The verification task consists of the following generalized scenario:
- You are given X unknown identitites
- You are given Y known identitites
- Your goal is to match X unknown identities to Y known identities.

We have given you a verification dataset, that consists of 960 known identities, and 1080 unknown identities. The 1080 unknown identities are split into dev (360) and test (720). Your goal is to compare the unknown identities to the 1080 known identities and assign an identity to each image from the set of unknown identities. Some unknown identities do not have correspondence in known identities, you also need to identify these and label them with a special label n000000.

Your will use/finetune your model trained for classification to compare images between known and unknown identities using a similarity metric and assign labels to the unknown identities.

This will judge your model's performance in terms of the quality of embeddings/features it generates on images/faces it has never seen during training for classification.

## Download Verfication Dataset

In [None]:
!kaggle competitions download -c 11-785-f23-hw2p2-verification
!unzip -qo '11-785-f23-hw2p2-verification.zip' -d '/home/sush/CMU/11-785/11-785/Assignments/hw2/Part2/Full_Code/data'

## Load Weights used in Backbone and Classification Model

In [None]:
# Check if the checkpoint file exists
if os.path.exists(checkpoint_path):
    # If the checkpoint file exists, load the checkpoint
    checkpoint = torch.load(checkpoint_path)
    model.load_state_dict(checkpoint['model_state_dict'])
    optimizer.load_state_dict(checkpoint['optimizer_state_dict'])
    start_epoch = checkpoint['epoch'] + 1  # Start from the next epoch
    best_acc = checkpoint['val_acc']  # Update the best accuracy
    # Load the checkpoint and update the scheduler state if it exists in the checkpoint
    if 'scheduler_state_dict' in checkpoint:
        scheduler.load_state_dict(checkpoint['scheduler_state_dict'])
        print("Loaded scheduler state from checkpoint.")
    else:
        print("No scheduler state found in checkpoint.")
    print("Loaded checkpoint from:", checkpoint_path)
else:
    # If the checkpoint file does not exist, start training from scratch
    start_epoch = 0
    print("No checkpoint found at:", checkpoint_path)

## Validation Setup

In [None]:
# This obtains the list of known identities from the known folder
known_regex = "/home/sush/CMU/11-785/11-785/Assignments/hw2/Part2/Full_Code/data/11-785-f23-hw2p2-verification/known/*/*"
known_paths = [i.split('/')[-2] for i in sorted(glob.glob(known_regex))]

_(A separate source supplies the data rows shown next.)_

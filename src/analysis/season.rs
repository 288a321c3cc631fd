// src/analysis/season.rs

//! Season-long offensive and defensive aggregates.

use serde::{Deserialize, Serialize};

use crate::analysis::{keyed, require, Impact};
use crate::graph::{Payload, Work};

pub const OUTPUT_KEY: &str = "season_analysis";

/// Point differential beyond which a season profile stops being neutral.
const ASSESSMENT_MARGIN: f64 = 3.0;

#[derive(Debug, Clone, Default, Deserialize)]
pub struct SeasonStats {
    #[serde(default)]
    pub avg_points_per_game: f64,
    #[serde(default)]
    pub avg_yards_per_game: f64,
    #[serde(default)]
    pub third_down_rate: f64,
    #[serde(default)]
    pub avg_points_against: f64,
    #[serde(default)]
    pub avg_yards_against: f64,
}

#[derive(Debug, Deserialize)]
struct TeamSeason {
    #[serde(default)]
    season: SeasonStats,
}

#[derive(Debug, Clone, Serialize, Deserialize)]
pub struct OffensiveStats {
    pub points_per_game: f64,
    pub yards_per_game: f64,
    pub third_down_efficiency: f64,
}

#[derive(Debug, Clone, Serialize, Deserialize)]
pub struct DefensiveStats {
    pub points_allowed_per_game: f64,
    pub yards_allowed_per_game: f64,
}

#[derive(Debug, Clone, Serialize, Deserialize)]
pub struct TeamSeasonProfile {
    pub offensive_stats: OffensiveStats,
    pub defensive_stats: DefensiveStats,
    pub overall_assessment: Impact,
}

#[derive(Debug, Clone, Serialize, Deserialize)]
pub struct SeasonReport {
    pub home: TeamSeasonProfile,
    pub away: TeamSeasonProfile,
}

pub fn analyze_season(stats: &SeasonStats) -> TeamSeasonProfile {
    let differential = stats.avg_points_per_game - stats.avg_points_against;
    let overall_assessment = if differential > ASSESSMENT_MARGIN {
        Impact::Positive
    } else if differential < -ASSESSMENT_MARGIN {
        Impact::Negative
    } else {
        Impact::Neutral
    };

    TeamSeasonProfile {
        offensive_stats: OffensiveStats {
            points_per_game: stats.avg_points_per_game,
            yards_per_game: stats.avg_yards_per_game,
            third_down_efficiency: stats.third_down_rate,
        },
        defensive_stats: DefensiveStats {
            points_allowed_per_game: stats.avg_points_against,
            yards_allowed_per_game: stats.avg_yards_against,
        },
        overall_assessment,
    }
}

#[derive(Debug, Clone, Copy, Default)]
pub struct SeasonStatsAnalysis;

impl Work for SeasonStatsAnalysis {
    fn run(&self, input: &Payload) -> anyhow::Result<Payload> {
        let home: TeamSeason = require(input, "home")?;
        let away: TeamSeason = require(input, "away")?;

        let report = SeasonReport {
            home: analyze_season(&home.season),
            away: analyze_season(&away.season),
        };

        keyed(OUTPUT_KEY, &report)
    }
}
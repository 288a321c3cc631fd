// src/logging.rs

//! Logging setup for `gridiron` using `tracing` + `tracing-subscriber`.
//!
//! Priority for determining the log level:
//! 1. `--log-level` CLI flag (if provided)
//! 2. `GRIDIRON_LOG` environment variable (e.g. "info", "debug")
//! 3. default to `info`
//!
//! Logs are sent to STDERR so that stdout stays clean for the analysis
//! report.

use anyhow::Result;
use tracing_subscriber::fmt;

use crate::cli::LogLevel;

/// Initialise global logging subscriber.
///
/// Safe to call once at startup.
pub fn init_logging(cli_level: Option<LogLevel>) -> Result<()> {
    let level = match cli_level {
        Some(lvl) => level_from_log_level(lvl),
        None => std::env::var("GRIDIRON_LOG")
            .ok()
            .and_then(|s| parse_level_str(&s))
            .unwrap_or(tracing::Level::INFO),
    };

    fmt()
        .with_max_level(level)
        .with_target(true)
        .with_thread_ids(false)
        .with_thread_names(false)
        .with_writer(std::io::stderr)
        .init();

    Ok(())
}

fn level_from_log_level(lvl: LogLevel) -> tracing::Level {
    match lvl {
        LogLevel::Error => tracing::Level::ERROR,
        LogLevel::Warn => tracing::Level::WARN,
        LogLevel::Info => tracing::Level::INFO,
        LogLevel::Debug => tracing::Level::DEBUG,
        LogLevel::Trace => tracing::Level::TRACE,
    }
}

fn parse_level_str(s: &str) -> Option<tracing::Level> {
    match s.trim().to_lowercase().as_str() {
        "error" => Some(tracing::Level::ERROR),
        "warn" | "warning" => Some(tracing::Level::WARN),
        "info" => Some(tracing::Level::INFO),
        "debug" => Some(tracing::Level::DEBUG),
        "trace" => Some(tracing::Level::TRACE),
        _ => None,
    }
}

# Obtain a list of images from unknown folders
unknown_dev_regex = "/home/sush/CMU/11-785/11-785/Assignments/hw2/Part2/Full_Code/data/11-785-f23-hw2p2-verification/unknown_dev/*"
unknown_test_regex = "/home/sush/CMU/11-785/11-785/Assignments/hw2/Part2/Full_Code/data/11-785-f23-hw2p2-verification/unknown_test/*"

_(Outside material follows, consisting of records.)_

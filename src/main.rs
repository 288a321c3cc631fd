// src/main.rs

use gridiron::{cli, logging, run};

fn main() {
    if let Err(err) = run_main() {
        eprintln!("gridiron error: {err:?}");
        std::process::exit(1);
    }
}

fn run_main() -> anyhow::Result<()> {
    let args = cli::parse();
    logging::init_logging(args.log_level)?;
    run(args)
}
// src/analysis/mod.rs

//! Analysis agents: pure statistical scoring over game-data payloads.
//!
//! Each agent implements [`Work`](crate::graph::Work) by deserializing the
//! slice of the input payload it cares about and emitting a single keyed
//! result object, which the workflow engine merges into the shared context
//! for downstream agents.

pub mod coaching;
pub mod injury;
pub mod location;
pub mod matchup;
pub mod performance;
pub mod prediction;
pub mod roster;
pub mod season;
pub mod weather;

use std::fmt;

use anyhow::Context;
use serde::de::DeserializeOwned;
use serde::{Deserialize, Serialize};

use crate::graph::Payload;

/// Names of the schedulable analysis agents, in canonical pipeline order.
/// The prediction step is not listed; it always runs last.
pub const AGENTS: &[&str] = &[
    "performance",
    "injury",
    "roster",
    "weather",
    "location",
    "matchup",
    "season_stats",
    "coaching",
];

/// Positions whose absence swings a game plan.
pub(crate) const PREMIUM_POSITIONS: &[&str] = &["QB", "RB", "WR"];

/// Three-way impact classification shared across agents.
#[derive(Debug, Clone, Copy, PartialEq, Eq, Serialize, Deserialize)]
#[serde(rename_all = "lowercase")]
pub enum Impact {
    Positive,
    Neutral,
    Negative,
}

impl fmt::Display for Impact {
    fn fmt(&self, f: &mut fmt::Formatter<'_>) -> fmt::Result {
        let s = match self {
            Impact::Positive => "positive",
            Impact::Neutral => "neutral",
            Impact::Negative => "negative",
        };
        f.write_str(s)
    }
}

/// Deserialize a required top-level payload entry.
pub(crate) fn require<T: DeserializeOwned>(payload: &Payload, key: &str) -> anyhow::Result<T> {
    let value = payload
        .get(key)
        .with_context(|| format!("missing '{key}' in input payload"))?;
    serde_json::from_value(value.clone())
        .with_context(|| format!("invalid '{key}' in input payload"))
}

/// Deserialize an optional top-level payload entry.
pub(crate) fn optional<T: DeserializeOwned>(
    payload: &Payload,
    key: &str,
) -> anyhow::Result<Option<T>> {
    match payload.get(key) {
        Some(value) => serde_json::from_value(value.clone())
            .map(Some)
            .with_context(|| format!("invalid '{key}' in input payload")),
        None => Ok(None),
    }
}

/// Build a single-entry output payload: `{key: value}`.
pub(crate) fn keyed<T: Serialize>(key: &str, value: &T) -> anyhow::Result<Payload> {
    let mut out = Payload::new();
    out.insert(
        key.to_string(),
        serde_json::to_value(value).context("serializing analysis result")?,
    );
    Ok(out)
}

pub use coaching::CoachingAnalysis;
pub use injury::InjuryAnalysis;
pub use location::LocationAnalysis;
pub use matchup::MatchupAnalysis;
pub use performance::{MomentumWeights, PerformanceAnalysis};
pub use prediction::PredictionSummary;
pub use roster::RosterAnalysis;
pub use season::SeasonStatsAnalysis;
pub use weather::WeatherAnalysis;
pub mod builders;
pub mod work;

use std::sync::Once;
use tracing_subscriber::{fmt, EnvFilter};

static INIT: Once = Once::new();

/// Initialise tracing for tests.
///
/// - Uses `with_test_writer()`, so logs are captured per-test.
/// - The Rust test harness only prints captured output for **failing** tests
///   (unless you run with `-- --nocapture`).
///
/// Enable levels with e.g.:
/// `RUST_LOG=debug cargo test`
pub fn init_tracing() {
    INIT.call_once(|| {
        let filter =
            EnvFilter::try_from_default_env().unwrap_or_else(|_| EnvFilter::new("info"));

        fmt()
            .with_env_filter(filter)
            .with_test_writer() // print only for failing tests unless --nocapture
            .with_target(true)
            .init();
    });
}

# We load the images from known and unknown folders
unknown_dev_images = [Image.open(p) for p in tqdm(sorted(glob.glob(unknown_dev_regex)))]
unknown_test_images = [Image.open(p) for p in tqdm(sorted(glob.glob(unknown_test_regex)))]
known_images = [Image.open(p) for p in tqdm(sorted(glob.glob(known_regex)))]

In [None]:
# Why do you need only ToTensor() here?
transforms = torchvision.transforms.Compose([
    torchvision.transforms.ToTensor(),
    torchvision.transforms.Normalize(mean=[0.5102565238565329, 0.4014372720903177, 0.35085473649373455],
                                     std=[0.27081365674401414, 0.2362703534933915, 0.22260160982063917])])

unknown_dev_images = torch.stack([transforms(x) for x in unknown_dev_images])
unknown_test_images = torch.stack([transforms(x) for x in unknown_test_images])
known_images  = torch.stack([transforms(y) for y in known_images ])
#Print your shapes here to understand what we have done

# You can use other similarity metrics like Euclidean Distance if you wish
similarity_metric = torch.nn.CosineSimilarity(dim= 1, eps= 1e-6)

In [None]:
print(unknown_dev_images[0].shape)

In [None]:
def eval_verification(unknown_images, known_images, model, similarity, batch_size= config['batch_size'], mode='val'):

    # batch_size = 64
    unknown_feats, known_feats = [], []

    batch_bar = tqdm(total=len(unknown_images)//batch_size, dynamic_ncols=True, position=0, leave=False, desc=mode)
    model.eval()

    # We load the images as batches for memory optimization and avoiding CUDA OOM errors
    for i in range(0, unknown_images.shape[0], batch_size):
        unknown_batch = unknown_images[i:i+batch_size] # Slice a given portion upto batch_size
        # print("unknown batch shape is", unknown_batch.shape)

        with torch.no_grad():
            unknown_feat = model(unknown_batch.float().to(DEVICE), return_feats=True) #Get features from model
            # unknown_feat = unknown_feat.view(unknown_feat.size(0), -1) # NOTE: DOING THIS BECAUSE BACKBONE DOES NOT FLATTEN RN
            print(unknown_feat.shape)
        unknown_feats.append(unknown_feat)
        batch_bar.update()

    batch_bar.close()

    batch_bar = tqdm(total=len(known_images)//batch_size, dynamic_ncols=True, position=0, leave=False, desc=mode)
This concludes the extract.